Иоганн Вольфганг Гете
КАМПАНИЯ ВО ФРАНЦИИ 1792 ГОДА
23 августа 1792 г.
Тотчас же по прибытии в Майнц я нанес визит господину фон Штейну Старшему. Королевско-прусский камергер и оберфорстмейстер двора его величества, он исполнял здесь как бы должность резидента, проявляя лютую ненависть ко всему, что только пахло революцией. Обрисовав в беглых чертах дислокацию союзных армий, он снабдил меня извлечением из «Топографического атласа Германии», изданного Йегером во Франкфурте под условным заглавием «Театр военных действий».
Днем, за обедом у Штейна, мне выпал случай повстречаться со знатными французскими дамами, к которым я присматривался с сугубым любопытством. Одна из них (мне сказали, что она любовница герцога Орлеанского) была статной женщиной уже в летах, с агатовыми глазами и с черными как смоль волосами, бровями и ресницами. Величаво-горделивая во всех своих повадках, она соблюдала сдержанную приветливость в застольных беседах. Дочь этой дамы, живой портрет матери в юном ее возрасте, за все время не промолвила ни словечка. Тем оживленнее и прельстительней казалась княгиня Монако, не скрывавшая своей близости с принцем Конде, — бесценное украшение Шантийи в счастливую его пору. Кто мог бы сравниться с этой стройной белокурой красавицей, юной, жизнерадостной, склонной к изящной шаловливости? Ни один мужчина не устоял бы перед нею, стоило ей только захотеть. Я смотрел на нее, не выдавая моего изумления. Думал ли я здесь повстречаться с другой Филиной! Но то была она, во всей ее шумливой неугомонности, свежая, неистощимо веселая. В ней — в отличие от прочих — не замечалось ни боязливой скованности, ни напряженного беспокойства. И то сказать, вся эмиграция жила здесь в постоянных тревогах, зыбких надеждах и непроходящем страхе.

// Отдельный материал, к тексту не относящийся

//! Predicate contract: name -> spec lookup (C2) and the per-request match
//! capability (C3 consumes this).

use thiserror::Error;

use crate::route::value::Value;

/// A read-only view of the request a predicate, or the matching tree
/// itself, evaluates against. Built fresh from the live request header on
/// every match attempt; never stored past the call.
pub struct RequestInfo<'a> {
    pub method: &'a http::Method,
    pub uri: &'a http::Uri,
    pub headers: &'a http::HeaderMap,
    pub client_addr: Option<std::net::SocketAddr>,
}

/// A compiled predicate instance attached to a route.
///
/// Instances are shared across concurrent requests: `matches` must not
/// mutate shared state without its own synchronization.
pub trait Predicate: Send + Sync {
    fn matches(&self, req: &RequestInfo<'_>) -> bool;

    /// Static contribution to the matching-tree tie-break order. Path
    /// literal predicates should outweigh path-regex predicates; most
    /// predicates contribute 0.
    fn weight(&self) -> i32 {
        0
    }

    /// Which dimension of the matching tree's total order (spec.md §4.2,
    /// criteria 2-4) this predicate occupies. Most predicates are `Other`
    /// and only contribute `weight`; the builtin `Path`/`Host`/`Method`
    /// family reports its specificity so the matching tree can rank routes
    /// without knowing about any concrete predicate implementation.
    fn facet(&self) -> Facet {
        Facet::Other
    }

    /// An optional literal/prefix path the matching tree's trie can index
    /// on for O(path-length) pruning (spec.md §4.2 implementation
    /// guidance). Predicates with no fixed path component (regex paths,
    /// host/method/header predicates, etc.) return `None` and the route
    /// falls into the tree's residual bucket, evaluated on every lookup.
    fn path_hint(&self) -> Option<PathHint> {
        None
    }
}

/// A path fragment a predicate can be indexed on.
#[derive(Debug, Clone, PartialEq, Eq)]
pub enum PathHint {
    /// Matches the path exactly.
    Literal(String),
    /// Matches the path and anything nested under it.
    Prefix(String),
}

/// The matching-tree tie-break dimension a predicate occupies (spec.md
/// §4.2, criteria 2-4: path specificity, host specificity, method
/// specificity).
#[derive(Debug, Clone, Copy, PartialEq, Eq)]
pub enum Facet {
    Other,
    Path(PathSpecificity),
    Host(HostSpecificity),
    Method,
}

/// Path-predicate specificity, most to least specific (spec.md §4.2
/// criterion 2: "literal > prefix/subtree > regex > none").
#[derive(Debug, Clone, Copy, PartialEq, Eq, PartialOrd, Ord)]
pub enum PathSpecificity {
    Regex = 0,
    Prefix = 1,
    Literal = 2,
}

/// Host-predicate specificity (spec.md §4.2 criterion 3:
/// "host-exact > host-regex > no host constraint").
#[derive(Debug, Clone, Copy, PartialEq, Eq, PartialOrd, Ord)]
pub enum HostSpecificity {
    Regex = 0,
    Exact = 1,
}

/// A predicate blueprint, registered once at process init and consulted at
/// table-build time.
pub trait PredicateSpec: Send + Sync {
    fn name(&self) -> &str;
    fn create(&self, args: &[Value]) -> Result<Box<dyn Predicate>, PredicateError>;
}

#[derive(Debug, Error)]
pub enum PredicateError {
    #[error("predicate {name:?} expects {expected}, got {got} argument(s)")]
    Arity {
        name: String,
        expected: &'static str,
        got: usize,
    },

    #[error("predicate {name:?} argument {index}: {reason}")]
    InvalidArgument {
        name: String,
        index: usize,
        reason: String,
    },
}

Как раз в эти дни союзники вторглись в пределы Франции. Сдастся ли Лонгвиль или будет сопротивляться? Перейдут ли войска республики на нашу сторону? Встанут ли все и каждый, как нам обещали, за «правое дело», что не в пример облегчило бы наше продвижение? Все эти вопросы, чаяния и сомнения не получали четкого ответа. Ждали курьеров. Но вот они прибыли с неутешительной вестью, что наши войска продвигаются крайне медленно из-за полного бездорожья. Затаенное стремление всех эмигрантов — как можно скорее вернуться на родину — к тому же омрачалось еще и опасением, что не так-то трудно было догадаться об истинной причине их нетерпения, а именно — о радужной надежде этих господ извлечь немалую пользу из ассигнаций, этого изобретения их врагов, чтобы тем быстрее вернуться к былой удобной и вольготной жизни.
Два вечера я провел в приятном общении с Губерами, с Земмеррингами, Форстерами и прочими друзьями. Здесь на меня опять дохнуло воздухом отечества. В большинстве своем давние знакомые и товарищи по университету, они все чувствовали себя как дома в близлежащем Франкфурте (супруга Земмерринга была франкфуртской уроженкой); все без исключения знали мою мать, восхищались ее яркой самобытностью, приводили иные меткие ее суждения и наперебой меня уверяли, что я очень ее напоминаю как живостью речи, так и веселым своим нравом. Сколько поводов, сколько отзвуков былого воскрешало нашу прежнюю близость, исконную и вошедшую в привычку! Благодушные шутки, намекавшие на давние ученые дискуссии и философские потасовки, поддерживали в нас безмятежное веселье. О политике мы не говорили. Все понимали, что нужно щадить друг друга. Мои друзья не слишком скрывали свои республиканские убеждения, а ведь я спешил пристать к союзной армии, которая как раз собиралась покончить с такими умонастроениями и с вытекавшими из них последствиями.
Между Майнцем и Бингеном я стал невольным свидетелем сцены, проливающей свет на все происходившее. Наш легкий экипаж без труда нагнал тяжело груженную карету, запряженную в четверку лошадей. Вконец изъезженная колея на холмистом скате принудила нас выйти из экипажа; послезали с козел и ямщики. Мы спросили их, кто это едет перед нами. Почтальон перегруженной кареты нам ответил, бранясь и кляня все на свете, — француженки. Они, чай, думают, что им с их дрянными бумажонками все дороги открыты, но он им еще покажет: вывалит их на первом же повороте. Мы указали ему на непристойность подобных речей, но это ничуть его не образумило. Ехали мы очень медленно, что дало мне возможность подойти к спущенному оконцу кареты и дружелюбно заговорить с милой дамочкой, отчего ее молодое лицо, омраченное заботами и опасениями, заметно просветлело.